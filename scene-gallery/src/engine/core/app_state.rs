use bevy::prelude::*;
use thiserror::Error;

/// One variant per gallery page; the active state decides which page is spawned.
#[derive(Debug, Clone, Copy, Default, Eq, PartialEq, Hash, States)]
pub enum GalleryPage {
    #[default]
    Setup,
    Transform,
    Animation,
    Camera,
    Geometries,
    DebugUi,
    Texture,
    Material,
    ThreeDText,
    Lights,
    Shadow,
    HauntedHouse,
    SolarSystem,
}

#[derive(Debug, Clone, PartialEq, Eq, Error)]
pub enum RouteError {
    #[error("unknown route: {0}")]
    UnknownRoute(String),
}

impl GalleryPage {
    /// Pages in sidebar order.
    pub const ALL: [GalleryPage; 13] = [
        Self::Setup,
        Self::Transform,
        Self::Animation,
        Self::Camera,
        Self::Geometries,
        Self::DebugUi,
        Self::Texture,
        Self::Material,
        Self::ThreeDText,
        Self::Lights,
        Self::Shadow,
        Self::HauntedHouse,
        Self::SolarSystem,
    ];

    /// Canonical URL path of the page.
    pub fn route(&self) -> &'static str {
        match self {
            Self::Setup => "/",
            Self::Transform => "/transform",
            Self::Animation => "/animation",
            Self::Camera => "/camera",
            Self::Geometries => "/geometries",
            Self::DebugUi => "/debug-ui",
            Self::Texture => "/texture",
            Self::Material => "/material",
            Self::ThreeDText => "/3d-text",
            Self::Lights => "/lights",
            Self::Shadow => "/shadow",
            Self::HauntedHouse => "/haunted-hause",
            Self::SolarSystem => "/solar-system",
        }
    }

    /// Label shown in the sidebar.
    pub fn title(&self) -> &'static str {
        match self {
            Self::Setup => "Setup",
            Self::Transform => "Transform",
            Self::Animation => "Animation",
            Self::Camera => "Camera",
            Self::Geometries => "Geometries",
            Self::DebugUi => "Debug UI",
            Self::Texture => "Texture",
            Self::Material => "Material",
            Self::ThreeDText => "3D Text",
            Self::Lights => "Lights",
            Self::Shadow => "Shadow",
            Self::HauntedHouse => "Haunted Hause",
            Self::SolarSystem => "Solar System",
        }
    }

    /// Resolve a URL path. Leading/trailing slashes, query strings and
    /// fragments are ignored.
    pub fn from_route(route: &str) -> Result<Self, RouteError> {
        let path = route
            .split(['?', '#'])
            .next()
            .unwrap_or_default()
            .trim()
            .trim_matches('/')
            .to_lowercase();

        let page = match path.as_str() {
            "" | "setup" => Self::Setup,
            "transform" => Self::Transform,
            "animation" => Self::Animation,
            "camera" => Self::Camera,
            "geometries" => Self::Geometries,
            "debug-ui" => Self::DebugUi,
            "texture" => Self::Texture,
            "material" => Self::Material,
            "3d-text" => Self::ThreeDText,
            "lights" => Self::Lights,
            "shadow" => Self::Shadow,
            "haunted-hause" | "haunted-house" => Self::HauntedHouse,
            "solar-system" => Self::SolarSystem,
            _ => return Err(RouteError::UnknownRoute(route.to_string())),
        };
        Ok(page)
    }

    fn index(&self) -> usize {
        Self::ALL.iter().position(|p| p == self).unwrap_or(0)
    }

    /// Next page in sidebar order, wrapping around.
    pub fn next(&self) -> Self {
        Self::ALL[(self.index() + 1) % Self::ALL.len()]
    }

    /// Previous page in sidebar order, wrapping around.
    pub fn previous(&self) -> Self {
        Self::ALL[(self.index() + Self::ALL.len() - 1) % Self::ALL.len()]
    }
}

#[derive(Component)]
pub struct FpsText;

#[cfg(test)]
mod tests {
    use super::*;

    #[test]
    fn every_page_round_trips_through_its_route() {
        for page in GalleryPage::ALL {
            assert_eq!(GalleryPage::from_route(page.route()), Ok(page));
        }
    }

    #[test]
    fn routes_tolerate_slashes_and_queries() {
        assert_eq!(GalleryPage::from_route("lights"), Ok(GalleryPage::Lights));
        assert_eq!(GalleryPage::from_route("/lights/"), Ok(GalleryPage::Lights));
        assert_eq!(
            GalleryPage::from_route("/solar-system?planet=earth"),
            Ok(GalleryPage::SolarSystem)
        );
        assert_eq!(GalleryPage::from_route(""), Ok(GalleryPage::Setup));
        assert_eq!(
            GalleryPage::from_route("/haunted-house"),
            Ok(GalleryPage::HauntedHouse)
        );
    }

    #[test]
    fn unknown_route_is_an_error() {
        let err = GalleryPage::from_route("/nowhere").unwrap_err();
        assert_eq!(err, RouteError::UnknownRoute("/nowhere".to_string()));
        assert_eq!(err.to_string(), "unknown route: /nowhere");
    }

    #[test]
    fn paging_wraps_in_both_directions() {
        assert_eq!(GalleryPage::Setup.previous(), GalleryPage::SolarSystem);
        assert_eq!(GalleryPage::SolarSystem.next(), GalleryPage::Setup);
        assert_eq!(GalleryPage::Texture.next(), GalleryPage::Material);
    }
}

--

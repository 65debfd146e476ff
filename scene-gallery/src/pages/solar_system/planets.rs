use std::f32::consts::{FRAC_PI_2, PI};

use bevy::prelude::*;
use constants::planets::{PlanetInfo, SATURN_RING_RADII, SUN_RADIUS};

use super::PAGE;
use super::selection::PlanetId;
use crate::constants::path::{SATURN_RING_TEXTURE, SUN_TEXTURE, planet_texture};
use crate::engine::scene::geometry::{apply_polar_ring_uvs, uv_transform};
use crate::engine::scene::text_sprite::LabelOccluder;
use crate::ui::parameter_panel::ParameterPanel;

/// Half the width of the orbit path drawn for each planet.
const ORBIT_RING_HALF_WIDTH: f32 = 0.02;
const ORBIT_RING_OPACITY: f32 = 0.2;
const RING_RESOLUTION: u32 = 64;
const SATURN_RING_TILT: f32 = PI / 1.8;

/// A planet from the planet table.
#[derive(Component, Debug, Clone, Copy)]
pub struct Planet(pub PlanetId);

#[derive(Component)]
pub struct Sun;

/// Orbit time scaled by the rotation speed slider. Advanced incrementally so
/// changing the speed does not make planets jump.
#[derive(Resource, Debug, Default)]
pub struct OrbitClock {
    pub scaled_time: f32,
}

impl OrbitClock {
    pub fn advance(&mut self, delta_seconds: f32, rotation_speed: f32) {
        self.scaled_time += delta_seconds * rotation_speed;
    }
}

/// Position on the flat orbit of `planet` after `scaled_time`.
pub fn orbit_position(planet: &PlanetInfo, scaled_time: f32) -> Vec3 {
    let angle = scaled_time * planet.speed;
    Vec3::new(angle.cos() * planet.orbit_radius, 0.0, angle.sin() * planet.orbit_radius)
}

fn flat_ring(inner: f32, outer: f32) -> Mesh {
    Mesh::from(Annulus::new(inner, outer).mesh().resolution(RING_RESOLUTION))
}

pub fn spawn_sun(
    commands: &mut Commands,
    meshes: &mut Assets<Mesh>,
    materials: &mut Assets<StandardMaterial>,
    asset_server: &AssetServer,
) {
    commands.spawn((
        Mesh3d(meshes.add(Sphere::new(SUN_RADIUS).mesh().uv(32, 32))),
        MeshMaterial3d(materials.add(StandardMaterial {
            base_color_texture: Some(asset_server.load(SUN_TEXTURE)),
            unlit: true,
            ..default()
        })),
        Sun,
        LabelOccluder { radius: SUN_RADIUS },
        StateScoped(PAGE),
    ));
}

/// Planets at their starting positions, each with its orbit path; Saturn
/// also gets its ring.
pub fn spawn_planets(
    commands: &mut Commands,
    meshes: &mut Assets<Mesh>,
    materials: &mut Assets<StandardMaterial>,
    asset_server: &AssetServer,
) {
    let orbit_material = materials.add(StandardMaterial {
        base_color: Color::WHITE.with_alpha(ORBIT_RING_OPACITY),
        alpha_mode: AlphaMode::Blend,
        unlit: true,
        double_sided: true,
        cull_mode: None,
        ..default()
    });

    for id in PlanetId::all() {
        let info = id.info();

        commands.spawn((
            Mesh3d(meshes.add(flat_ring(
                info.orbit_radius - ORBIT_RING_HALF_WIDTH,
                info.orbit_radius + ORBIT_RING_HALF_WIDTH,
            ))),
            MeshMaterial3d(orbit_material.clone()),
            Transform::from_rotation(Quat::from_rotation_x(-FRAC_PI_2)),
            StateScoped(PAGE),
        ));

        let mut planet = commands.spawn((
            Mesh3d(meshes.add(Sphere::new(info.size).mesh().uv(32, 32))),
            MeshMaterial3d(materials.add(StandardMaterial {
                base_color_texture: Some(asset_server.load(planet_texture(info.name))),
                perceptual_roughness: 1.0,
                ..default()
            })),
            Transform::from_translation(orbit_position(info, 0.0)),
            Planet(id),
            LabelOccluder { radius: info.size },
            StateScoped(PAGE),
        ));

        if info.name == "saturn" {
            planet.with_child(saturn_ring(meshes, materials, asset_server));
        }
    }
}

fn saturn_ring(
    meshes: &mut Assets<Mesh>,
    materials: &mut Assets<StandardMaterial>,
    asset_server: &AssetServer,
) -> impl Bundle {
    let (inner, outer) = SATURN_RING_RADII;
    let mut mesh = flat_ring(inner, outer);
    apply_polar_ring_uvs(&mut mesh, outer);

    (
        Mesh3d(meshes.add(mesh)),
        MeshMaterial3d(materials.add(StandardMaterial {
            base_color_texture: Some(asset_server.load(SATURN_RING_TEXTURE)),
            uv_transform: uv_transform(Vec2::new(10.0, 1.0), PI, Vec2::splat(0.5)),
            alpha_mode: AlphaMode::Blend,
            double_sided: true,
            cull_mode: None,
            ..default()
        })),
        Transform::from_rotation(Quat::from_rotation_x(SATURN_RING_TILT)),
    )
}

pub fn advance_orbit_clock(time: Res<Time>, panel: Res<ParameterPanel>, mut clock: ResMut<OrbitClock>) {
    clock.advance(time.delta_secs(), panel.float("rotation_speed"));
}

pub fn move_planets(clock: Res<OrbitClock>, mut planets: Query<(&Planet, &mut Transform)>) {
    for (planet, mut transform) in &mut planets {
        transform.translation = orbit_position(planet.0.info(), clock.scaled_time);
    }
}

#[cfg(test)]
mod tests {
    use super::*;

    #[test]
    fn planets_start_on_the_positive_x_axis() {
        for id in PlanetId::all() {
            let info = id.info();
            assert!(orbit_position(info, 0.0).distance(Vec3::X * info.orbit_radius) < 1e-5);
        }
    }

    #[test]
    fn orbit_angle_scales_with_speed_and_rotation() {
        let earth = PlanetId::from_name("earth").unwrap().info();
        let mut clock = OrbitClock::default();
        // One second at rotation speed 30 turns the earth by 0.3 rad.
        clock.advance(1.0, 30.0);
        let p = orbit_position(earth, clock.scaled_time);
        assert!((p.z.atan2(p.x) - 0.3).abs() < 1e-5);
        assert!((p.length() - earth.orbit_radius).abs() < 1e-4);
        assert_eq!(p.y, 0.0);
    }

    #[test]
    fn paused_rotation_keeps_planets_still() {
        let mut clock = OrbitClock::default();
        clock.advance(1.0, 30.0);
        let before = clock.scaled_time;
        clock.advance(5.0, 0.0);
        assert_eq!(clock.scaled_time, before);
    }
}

* Work to be completed:
Could you reproduce, exactly, every line above from the line with "filename scene-gallery/src/engine/core/app_state.rs" to the line with "PartialEq, Hash, States)]", and no other line? Both ends count.

* Response to the task:
filename scene-gallery/src/engine/core/app_state.rs
use bevy::prelude::*;
use thiserror::Error;

/// One variant per gallery page; the active state decides which page is spawned.
#[derive(Debug, Clone, Copy, Default, Eq, PartialEq, Hash, States)]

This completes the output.